Grant number: 17/26225-0
Support Opportunities:Scholarships in Brazil - Doctorate
Effective date (Start): April 01, 2018
Effective date (End): November 30, 2021
Field of knowledge:Biological Sciences - Pharmacology - Clinical Pharmacology
Principal Investigator:Paulo Caleb Júnior de Lima Santos
Grantee:Paola Palombo
Host Institution: Escola Paulista de Medicina (EPM). Universidade Federal de São Paulo (UNIFESP). Campus São Paulo. São Paulo , SP, Brazil
Associated research grant:13/09295-3 - Pharmacogenetic of cardiovascular system drugs focusing on implementation, AP.JP


Dependence on cocaine, as well as crack, is a major public health problem in Brazil and in the world. A dopaminergic neurotransmission, the brain reward system, and the cholinergic system, more information about our mechanisms of reward, self-administration, and cocaine dependence. In this context, Prof. Dr. José Carlos Fernández Galduróz (Department of Psychobiology, Paulista School of Medicine, UNIFESP) conducted a pilot study with cocaine/crack cocaine-dependent patients medicated with biperidene (anticholinergics to relieve the side effects of antipsychotics). Patients report lower compulsion, decreased appetite, greater adherence to treatment, and decreased amounts of cocaine-crack. Corroborating with these clinical results, animal studies demonstrating that biperiden reduced an expression of place-conditioned preference and a memory consolidation of this drug. Thus, these evidences are successful, not easy to administer. Thus, the general objective of this project is to perform a study translated to understand the possible mechanisms of pharmacotherapeutic response or resistance to treatment with biperidene.
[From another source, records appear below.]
//! Coarse column type inference.

use crate::ast::ColumnType;

const NUMBER_MARKERS: &[&str] = &["int", "num", "dec", "float", "real", "double", "serial"];

/// Non-numeric type names that contain a number marker.
const TEXT_TYPE_NAMES: &[&str] = &["enum", "point"];

/// Infer a coarse type from the type portion of a column definition.
///
/// A numeric marker anywhere in the text makes it a number, unless the type
/// name itself is known to be textual. Character types and anything
/// unrecognised are text.
pub fn infer_type(type_text: &str) -> ColumnType {
    let lower = type_text.to_lowercase();
    let name = lower
        .split(|c: char| !c.is_alphanumeric())
        .find(|w| !w.is_empty())
        .unwrap_or("");

    if TEXT_TYPE_NAMES.contains(&name) {
        ColumnType::Text
    } else if NUMBER_MARKERS.iter().any(|m| lower.contains(m)) {
        ColumnType::Number
    } else {
        ColumnType::Text
    }
}
use std::collections::HashMap;

use pretty_assertions::assert_eq;

use draftlens::ast::RowOrigin;
use draftlens::backend::{Backend, BackendError, ExecRequest, ExecResponse, ResultView, Status};
use draftlens::render::{self, RenderOptions};
use draftlens::roadmap::IntentCategory;
use draftlens::session::Session;

/// In-memory stand-in for the execution endpoint.
#[derive(Default)]
struct FakeBackend {
    tables: HashMap<String, Vec<Vec<String>>>,
    log: Vec<String>,
    fail_statements: bool,
}

impl FakeBackend {
    fn with_students() -> Self {
        let mut tables = HashMap::new();
        tables.insert(
            "students".to_string(),
            vec![vec!["1", "Ada", "20", "91"], vec!["2", "Bo", "19", "77"]]
                .into_iter()
                .map(|r| r.into_iter().map(String::from).collect())
                .collect(),
        );
        Self {
            tables,
            ..Self::default()
        }
    }
}

impl Backend for FakeBackend {
    fn execute(&mut self, request: &ExecRequest) -> Result<ExecResponse, BackendError> {
        self.log.push(request.query.clone());

        if let Some(table) = request.query.strip_prefix("SELECT * FROM ") {
            return match self.tables.get(table) {
                Some(rows) => Ok(ExecResponse {
                    status: Status::Success,
                    message: None,
                    columns: vec!["id".into(), "name".into(), "age".into(), "score".into()],
                    data: rows.clone(),
                }),
                None => Ok(ExecResponse {
                    status: Status::Error,
                    message: Some(format!("no such table: {table}")),
                    columns: vec![],
                    data: vec![],
                }),
            };
        }

        if self.fail_statements {
            return Err(BackendError::Transport("connection reset".into()));
        }

        if let Some(table) = request.query.strip_prefix("DROP TABLE IF EXISTS ") {
            self.tables.remove(table);
        }

        if let Some(rest) = request.query.strip_prefix("INSERT INTO students VALUES ") {
            let row = draftlens::parser::extract_rows(&format!("VALUES {rest}"));
            self.tables
                .entry("students".into())
                .or_default()
                .extend(row);
        }

        Ok(ExecResponse {
            status: Status::Success,
            message: Some("Command executed successfully!".into()),
            columns: vec![],
            data: vec![],
        })
    }
}

#[test]
fn test_mutating_statement_is_bracketed_by_fetches() {
    let mut backend = FakeBackend::with_students();
    let mut session = Session::new();
    session.set_draft("INSERT INTO students VALUES (3, 'Cy', 21, 88)");

    let submission = session.submit(&mut backend);

    assert_eq!(
        backend.log,
        vec![
            "SELECT * FROM students",
            "INSERT INTO students VALUES (3, 'Cy', 21, 88)",
            "SELECT * FROM students",
        ]
    );
    assert_eq!(submission.before.map(|s| s.rows.len()), Some(2));
    assert_eq!(submission.after.map(|s| s.rows.len()), Some(3));
    assert_eq!(
        submission.outcome,
        ResultView::NoData {
            message: "Command executed successfully!".into()
        }
    );
    assert_eq!(session.message(), Some("Command executed successfully!"));

    let origins: Vec<_> = session.preview().rows.iter().map(|r| r.origin).collect();
    assert_eq!(
        origins,
        vec![
            RowOrigin::Existing,
            RowOrigin::Existing,
            RowOrigin::Existing,
            RowOrigin::Draft,
        ]
    );
}

#[test]
fn test_drop_if_exists_is_bracketed_by_fetches() {
    let mut backend = FakeBackend::with_students();
    let mut session = Session::new();
    session.set_draft("DROP TABLE IF EXISTS students");

    let submission = session.submit(&mut backend);

    assert_eq!(
        backend.log,
        vec![
            "SELECT * FROM students",
            "DROP TABLE IF EXISTS students",
            "SELECT * FROM students",
        ]
    );
    assert_eq!(submission.before.map(|s| s.rows.len()), Some(2));
    assert_eq!(submission.after.map(|s| s.rows), Some(vec![]));
    assert!(session.preview().is_empty());
}

#[test]
fn test_select_sends_only_the_statement() {
    let mut backend = FakeBackend::with_students();
    let mut session = Session::new();
    session.set_draft("  SELECT * FROM students  ");

    let submission = session.submit(&mut backend);

    assert_eq!(backend.log, vec!["SELECT * FROM students"]);
    assert!(submission.before.is_none());
    assert!(submission.after.is_none());
    match submission.outcome {
        ResultView::Rows { rows, .. } => assert_eq!(rows.len(), 2),
        other => panic!("expected rows, got {other:?}"),
    }
}

#[test]
fn test_failed_statement_is_reported_not_retried() {
    let mut backend = FakeBackend {
        fail_statements: true,
        ..FakeBackend::with_students()
    };
    let mut session = Session::new();
    session.set_draft("DELETE FROM students WHERE id = 1");

    let submission = session.submit(&mut backend);

    assert_eq!(backend.log.len(), 3);
    assert!(submission.outcome.is_failure());
    assert_eq!(session.message(), Some("Request failed: connection reset"));
}

#[test]
fn test_create_on_missing_table_has_empty_before() {
    let mut backend = FakeBackend::default();
    let mut session = Session::new();
    session.set_draft("CREATE TABLE pets (id INT, name TEXT)");

    let submission = session.submit(&mut backend);

    assert_eq!(submission.before.map(|s| s.rows), Some(vec![]));
    assert!(!submission.outcome.is_failure());
    assert_eq!(session.preview().table_name(), Some("pets"));
}

#[test]
fn test_empty_draft_sends_nothing() {
    let mut backend = FakeBackend::default();
    let mut session = Session::new();
    session.set_draft("   ");

    let submission = session.submit(&mut backend);

    assert!(backend.log.is_empty());
    assert!(submission.outcome.is_failure());
}

#[test]
fn test_stale_snapshot_after_submit_is_discarded() {
    let mut backend = FakeBackend::with_students();
    let mut session = Session::new();
    session.set_draft("UPDATE students SET score = 100");
    let ticket = session.snapshot_request().unwrap();

    session.submit(&mut backend);
    let stale = backend.execute(&ticket.query());

    assert!(!session.deliver_snapshot(&ticket, stale));
}

#[test]
fn test_live_typing_walkthrough() {
    let mut session = Session::new();
    session.ask("Create a new table for pets");
    assert_eq!(session.roadmap().category, Some(IntentCategory::CreateTable));

    let mut progress = Vec::new();
    for draft in [
        "CREATE",
        "CREATE TABLE pets",
        "CREATE TABLE IF NOT EXISTS pets (id INT,",
        "CREATE TABLE IF NOT EXISTS pets (id INT, name VARCHAR(20))",
    ] {
        session.set_draft(draft);
        progress.push(session.progress());
    }

    assert_eq!(
        progress,
        vec![
            vec![false, false, false],
            vec![true, false, false],
            vec![true, true, false],
            vec![true, true, true],
        ]
    );

    let text = render::preview_table(session.preview(), &RenderOptions::default());
    assert_eq!(
        text,
        "pets (from draft)\n  | id     | name\n  | number | text\n--+--------+-----\n"
    );
}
To do this, use the pharmacogenomics tool, through rtPCR, to analyze possible associations of the gene expression of the drug's action target at the M1 muscarinic receptor and its genetic variant rs2067477. We will also evaluate the drug's response in the dopaminergic system, through the analysis of DRD1 genes and their genetic variants rs5326 and rs265981; DRD2 and its genetic variant rs1800497; COMT and its genetic variants rs4680 and rs4818, TH and DARPP32 with a prediction of whether or not biperiden treatment is successful. In addition, using a model of self-administration of drugs of abuse, a microdialysis technique and a gene silencing methodology, with the aid of viral vectors and microRNAs, were used to validate these pharmacogenomic targets in an animal model. (AU)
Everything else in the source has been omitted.